At press time, Guillermo Fariñas is on his 51st day of this hunger strike, his 23rd hunger strike. Alicia Fariñas Hernández told the Mexican newspaper La Razón that she believes dictator Raúl Castro has ordered Cuban hospitals not to treat him anymore, hoping to speed up his death and not prolong coverage of his hunger strike.

Fariñas, who won the European Union’s 2010 Andrei Sakharov Prize for Human Rights Activism, already suffered a number of chronic illnesses before taking up this latest hunger strike on July 20, most caused by his previous hunger strikes. Since beginning this one, he has been hospitalized five times, his daughter says, all during occasions in which he lost consciousness. The hospital supplied him with a vitamin IV until he regained consciousness, then checked himself out.

Fariñas is also refusing to drink water, which may expedite his demise.

The activist has himself made a similar accusation as his daughter’s, accusing the government of “deciding to let me die” rather than cede to his demands. Cuban exile activists in Florida have accused the Castro regime of planning the “murder” of Fariñas by ignoring him until he dies.

In a letter and video posted the first day of his hunger strike, Fariñas said he would only eat again if Raúl Castro agreed to stop the use of state violence against dissidents, including beatings, arbitrary arrests, and torture, and if he were to agree to give a voice to political dissidents in the government. Fariñas has been explicit in noting that he seeks only an end to the violence, not for Castro to step down yet.

The Cuban government has not made any statements regarding Fariñas’s hunger strike. The day before the hunger strike began, Fariñas says he was severely beaten and had his tongue pulled out of his mouth “until it turned black” after he dared enter a police station and ask about the status of another dissident who had been beaten and arrested.

“This is a moral challenge I am taking on along with other opposition members who are being beaten,” Fariñas told Miami’s El Nuevo Herald this week. “We will continue until the ultimate consequences occur, including death.”

Fariñas has found little support in the international community, with many more voices demanding he end his hunger strike than for Castro to cede to his few demands.
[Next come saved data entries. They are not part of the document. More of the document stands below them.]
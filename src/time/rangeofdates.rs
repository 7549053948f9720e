use chrono::NaiveDate;

/// Inclusive date range; a missing end is unbounded.
#[derive(Debug, Clone, Copy, PartialEq, Eq, Default)]
pub struct RangeOfDates {
    start_date: Option<NaiveDate>,
    end_date: Option<NaiveDate>
}

impl RangeOfDates {
    pub fn new(start_date: Option<NaiveDate>, end_date: Option<NaiveDate>) -> RangeOfDates {
        RangeOfDates { start_date, end_date }
    }

    pub fn unbounded() -> RangeOfDates {
        RangeOfDates::default()
    }

    /// 1 January to 31 December of `year`, or `None` outside chrono's range.
    pub fn year(year: i32) -> Option<RangeOfDates> {
        let start = NaiveDate::from_ymd_opt(year, 1, 1)?;
        let end = NaiveDate::from_ymd_opt(year, 12, 31)?;
        Some(RangeOfDates::new(Some(start), Some(end)))
    }

    /// A range whose start lies after its end contains nothing.
    pub fn is_empty(&self) -> bool {
        matches!((self.start_date, self.end_date), (Some(start), Some(end)) if start > end)
    }

    pub fn contain(&self, d: NaiveDate) -> bool {
        self.start_date.is_none_or(|start| d >= start) &&
        self.end_date.is_none_or(|end| d <= end)
    }

    /// The contiguous run of `items` whose dates fall in the range.
    /// `items` must be sorted by `date_of`.
    pub fn slice<'a, T, F>(&self, items: &'a [T], date_of: F) -> &'a [T]
    where
        F: Fn(&T) -> NaiveDate
    {
        if self.is_empty() {
            return &[];
        }
        let lower = self.start_date
            .map_or(0, |start| items.partition_point(|item| date_of(item) < start));
        let upper = self.end_date
            .map_or(items.len(), |end| items.partition_point(|item| date_of(item) <= end));
        &items[lower..upper.max(lower)]
    }
}
use std::collections::BTreeMap;

use serde::Serialize;

use super::locale::Locale;

/// Title and notes in one language.
#[derive(Debug, Clone, PartialEq, Eq, Serialize)]
pub struct HolidayText {
    pub title: String,
    pub notes: String
}

impl HolidayText {
    pub fn new(title: impl Into<String>, notes: impl Into<String>) -> HolidayText {
        HolidayText { title: title.into(), notes: notes.into() }
    }
}

/// Holiday text keyed by locale.
///
/// The default-locale text is always present, so resolution cannot fail.
#[derive(Debug, Clone, PartialEq, Eq)]
pub struct LocalizedText {
    default: HolidayText,
    translations: BTreeMap<Locale, HolidayText>
}

impl LocalizedText {
    pub fn new(default: HolidayText) -> LocalizedText {
        LocalizedText { default, translations: BTreeMap::new() }
    }

    pub fn with_translation(mut self, locale: Locale, text: HolidayText) -> LocalizedText {
        self.insert(locale, text);
        self
    }

    pub fn insert(&mut self, locale: Locale, text: HolidayText) {
        if locale == Locale::DEFAULT {
            self.default = text;
        } else {
            self.translations.insert(locale, text);
        }
    }

    pub fn default_text(&self) -> &HolidayText {
        &self.default
    }

    pub fn get(&self, locale: Locale) -> Option<&HolidayText> {
        if locale == Locale::DEFAULT {
            Some(&self.default)
        } else {
            self.translations.get(&locale)
        }
    }

    pub fn has_translation(&self, locale: Locale) -> bool {
        self.get(locale).is_some()
    }

    /// Walks the locale's fallback chain and returns the first text found.
    pub fn resolve(&self, locale: Locale) -> &HolidayText {
        locale
            .fallback_chain()
            .into_iter()
            .find_map(|candidate| self.get(candidate))
            .unwrap_or(&self.default)
    }
}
Loudest among these has been the head of the European Union, Martin Schulz, who sent a letter to Fariñas and dissident leader Berta Soler requesting Fariñas not do anything to endanger his health, but lending moral support as a recipient of the Sakharov Prize (Soler is also a recipient of the prize). The EU will debate a “Fariñas Amendment” expressing support for his cause on September 12, the 54th day of his strike.
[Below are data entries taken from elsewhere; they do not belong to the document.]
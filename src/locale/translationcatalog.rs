use std::collections::{
    BTreeMap,
    BTreeSet,
    HashMap
};

use serde::Deserialize;

use crate::error::holidayerror::HolidayError;
use crate::source::rawpayload::RawSourcePayload;

use super::locale::Locale;
use super::localeresolver::{
    HolidayText,
    LocalizedText
};

const BUNDLED_CATALOGS: [&str; 1] = [
    include_str!("../../data/locale/cy.json")
];

#[derive(Deserialize)]
struct TranslationCatalogJsonProp {
    locale: Locale,
    messages: HashMap<String, String>
}

/// English message → localized message for one locale.
///
/// Lookups are exact: a title that differs from the catalog's source text in
/// any way has no translation.
#[derive(Debug, Clone)]
pub struct TranslationCatalog {
    locale: Locale,
    messages: HashMap<String, String>
}

impl TranslationCatalog {
    pub fn new(locale: Locale, messages: HashMap<String, String>) -> TranslationCatalog {
        TranslationCatalog { locale, messages }
    }

    pub fn from_json_str(text: &str) -> Result<TranslationCatalog, serde_json::Error> {
        let json_prop: TranslationCatalogJsonProp = serde_json::from_str(text)?;
        Ok(TranslationCatalog::new(json_prop.locale, json_prop.messages))
    }

    pub fn locale(&self) -> Locale {
        self.locale
    }

    pub fn translate(&self, message: &str) -> Option<&str> {
        self.messages.get(message).map(String::as_str)
    }

    /// Translates a whole title/notes record, or nothing.
    ///
    /// Empty notes need no translation; any other untranslated part makes the
    /// record untranslated so that languages are never mixed.
    pub fn translate_text(&self, text: &HolidayText) -> Option<HolidayText> {
        let title = self.translate(&text.title)?;
        let notes = if text.notes.is_empty() {
            ""
        } else {
            self.translate(&text.notes)?
        };
        Some(HolidayText::new(title, notes))
    }

    /// Titles and non-empty notes in `payload` that this catalog lacks.
    pub fn untranslated_messages(&self, payload: &RawSourcePayload) -> BTreeSet<String> {
        payload
            .events()
            .flat_map(|event| {
                let notes = event.notes.as_deref().filter(|notes| !notes.is_empty());
                std::iter::once(event.title.as_str()).chain(notes)
            })
            .filter(|message| self.translate(message).is_none())
            .map(str::to_owned)
            .collect()
    }
}

/// Every catalog available to the engine, one per non-default locale.
#[derive(Debug, Clone, Default)]
pub struct CatalogSet {
    catalogs: BTreeMap<Locale, TranslationCatalog>
}

impl CatalogSet {
    pub fn empty() -> CatalogSet {
        CatalogSet::default()
    }

    /// Catalogs compiled into the crate. A parse failure is a packaging
    /// defect and is reported as `SnapshotUnavailable`.
    pub fn bundled() -> Result<CatalogSet, HolidayError> {
        let mut catalogs = CatalogSet::empty();
        for text in BUNDLED_CATALOGS {
            let catalog = TranslationCatalog::from_json_str(text)
                .map_err(|error| HolidayError::SnapshotUnavailable(
                    format!("bundled translation catalog: {}", error)
                ))?;
            catalogs.insert(catalog);
        }
        Ok(catalogs)
    }

    pub fn insert(&mut self, catalog: TranslationCatalog) {
        self.catalogs.insert(catalog.locale(), catalog);
    }

    pub fn get(&self, locale: Locale) -> Option<&TranslationCatalog> {
        self.catalogs.get(&locale)
    }

    /// Builds the locale-keyed text for an English record.
    pub fn localize(&self, english: HolidayText) -> LocalizedText {
        let translations: Vec<(Locale, HolidayText)> = self.catalogs
            .values()
            .filter(|catalog| catalog.locale() != Locale::DEFAULT)
            .filter_map(|catalog| {
                catalog.translate_text(&english).map(|text| (catalog.locale(), text))
            })
            .collect();
        let mut localized = LocalizedText::new(english);
        for (locale, text) in translations {
            localized.insert(locale, text);
        }
        localized
    }

    /// Single message lookup with fallback to the message itself.
    pub fn translate_message<'a>(&'a self, locale: Locale, message: &'a str) -> &'a str {
        self.get(locale)
            .and_then(|catalog| catalog.translate(message))
            .unwrap_or(message)
    }
}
The White House has intervened little in this matter. A U.S. envoy visited Fariñas last week. According to the dissident, the U.S. government’s message to him was to pressure him to give up the hunger strike. Fariñas told Univisión’s Yusnaby Pérez that the U.S. envoy told him that President Barack Obama is talking about his condition with Raúl Castro, but there is no evidence those talks are producing any results.

Shortly after President Obama’s announcement that he would normalize relations with Cuba, Cuban communist officials asserted they would not “move one millimeter” regarding the violation of human rights of dissidents. At the time, Fariñas said he felt “betrayed” by the U.S. government.